Dan Cruver on 'Seeing Jesus' and the Global Orphan Crisis

I came across the article below at Zach Nielson's blog. This was originally posted at Together for Adoption by Dan Cruver. I rejoice in this kind of thinking and agree wholeheartedly.


"Seeing Much More than Statistics"

We’ve all seen the statistics. There are more than 143,000,000 orphaned and vulnerable children in our world. I remind myself of that number every day.

All of us agree that we need more than statistics to awaken the church to address the global orphan crisis. We rightly say, “We need to see faces, images of these easily forgotten children. If the church is to be mobilized to care for these children, we must seem them as much more than statistics. We must see them as living, breathing image bearers.”

But I’m convinced we would also all agree that we need to see more than actual pictures and video clips of the orphaned and vulnerable children of our world, as important as those images are. If the church is to be fully mobilized to address the global orphan crisis, what we most need to see is not simply the face of an orphan but the face of Jesus.

We are all very familiar with these words of Jesus: “I was hungry and you gave me food, I was thirsty and you gave me drink, I was a stranger and you welcomed me, I was naked and you clothed me, I was sick and you visited me, I was in prison and you came to me . . . Truly, I say to you, as you did it to one of the least of these my brothers, you did it to me.’ (Matthew 25:35-40).
Jesus’ words tell us that when we look into the face of the orphan or the face of the sick and oppressed, we are to see more than their faces. We are to see his.

But as critically important as it is for us to see the face of Jesus when we look into the face of an orphan, if Jesus’ face is all we see, we have not looked nearly carefully enough.

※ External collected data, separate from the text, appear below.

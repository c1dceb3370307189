use axum::http::StatusCode;
use axum::response::{IntoResponse, Response};
use axum::Json;
use tracing::error;

use service::errors::ServiceError;

/// Handler-boundary error: HTTP status plus a JSON `{"error": ...}` body.
#[derive(Debug)]
pub struct ApiError {
    pub status: StatusCode,
    pub message: String,
}

impl ApiError {
    pub fn new(status: StatusCode, message: impl Into<String>) -> Self {
        Self { status, message: message.into() }
    }

    pub fn invalid_type() -> Self {
        Self::new(StatusCode::BAD_REQUEST, "Invalid organization type")
    }

    pub fn not_found() -> Self {
        Self::new(StatusCode::NOT_FOUND, "Organization not found")
    }

    pub fn save_failed(action: &str) -> Self {
        Self::new(
            StatusCode::INTERNAL_SERVER_ERROR,
            format!("Failed to {action} organization"),
        )
    }
}

impl IntoResponse for ApiError {
    fn into_response(self) -> Response {
        if self.status.is_server_error() {
            error!(status = %self.status, message = %self.message, "request failed");
        }
        (self.status, Json(serde_json::json!({ "error": self.message }))).into_response()
    }
}

/// Map service failures onto the wire contract. Validation errors are
/// client mistakes; storage failures are server errors.
pub fn from_service(err: ServiceError, action: &str) -> ApiError {
    match err {
        ServiceError::Validation(msg) => ApiError::new(StatusCode::BAD_REQUEST, msg),
        ServiceError::NotFound(_) => ApiError::not_found(),
        ServiceError::Storage(_) => ApiError::save_failed(action),
        ServiceError::Model(e) => ApiError::new(StatusCode::BAD_REQUEST, e.to_string()),
    }
}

Jesus spoke the words of Matthew 25 just two days before he was “delivered up to be crucified” (see Matthew 26:1-2). When Jesus made the profound statement that we give him drink when we give water to the thirsty, he was about to thirst like no man has ever thirst before or since (John 19:28).

When Jesus said, “I was a stranger and you welcomed me,” he was soon to become the outcast of all outcasts (Hebrews 13:12). Jesus was crucified among “strangers, the afflicted, and prisoners, who live outside the mainstream of urban life” (Craig Koester, Hebrews, 571).

When Jesus said,“I was naked and you clothed me,” he knew that he would first have to be left to die in nakedness at the cross before those words could become a reality for us.

The only way Jesus could say, “as you did it to one of the least of these my brothers, you did it to me,” is if he first suffered an unquenchable thirst, an unsatisfiable hunger, an unspeakable forsakenness at the cross for us. Jesus suffered these things so that he could deliver us from our self-satisfied, self-focused, self-indulgent, orphan-neglecting, needy-ignoring lives.

Only when we see the crucified and risen face of Jesus in the Gospel will we be fully mobilized to address the global orphan crisis.

Yes, when we look into the face of an orphan, we need to see Jesus. But before we look into the face of an orphan, we need to be melted by the face of the crucified and risen Jesus as displayed for us in the Gospel. Only then will we really be able to move beyond statistics to care for the children they represent.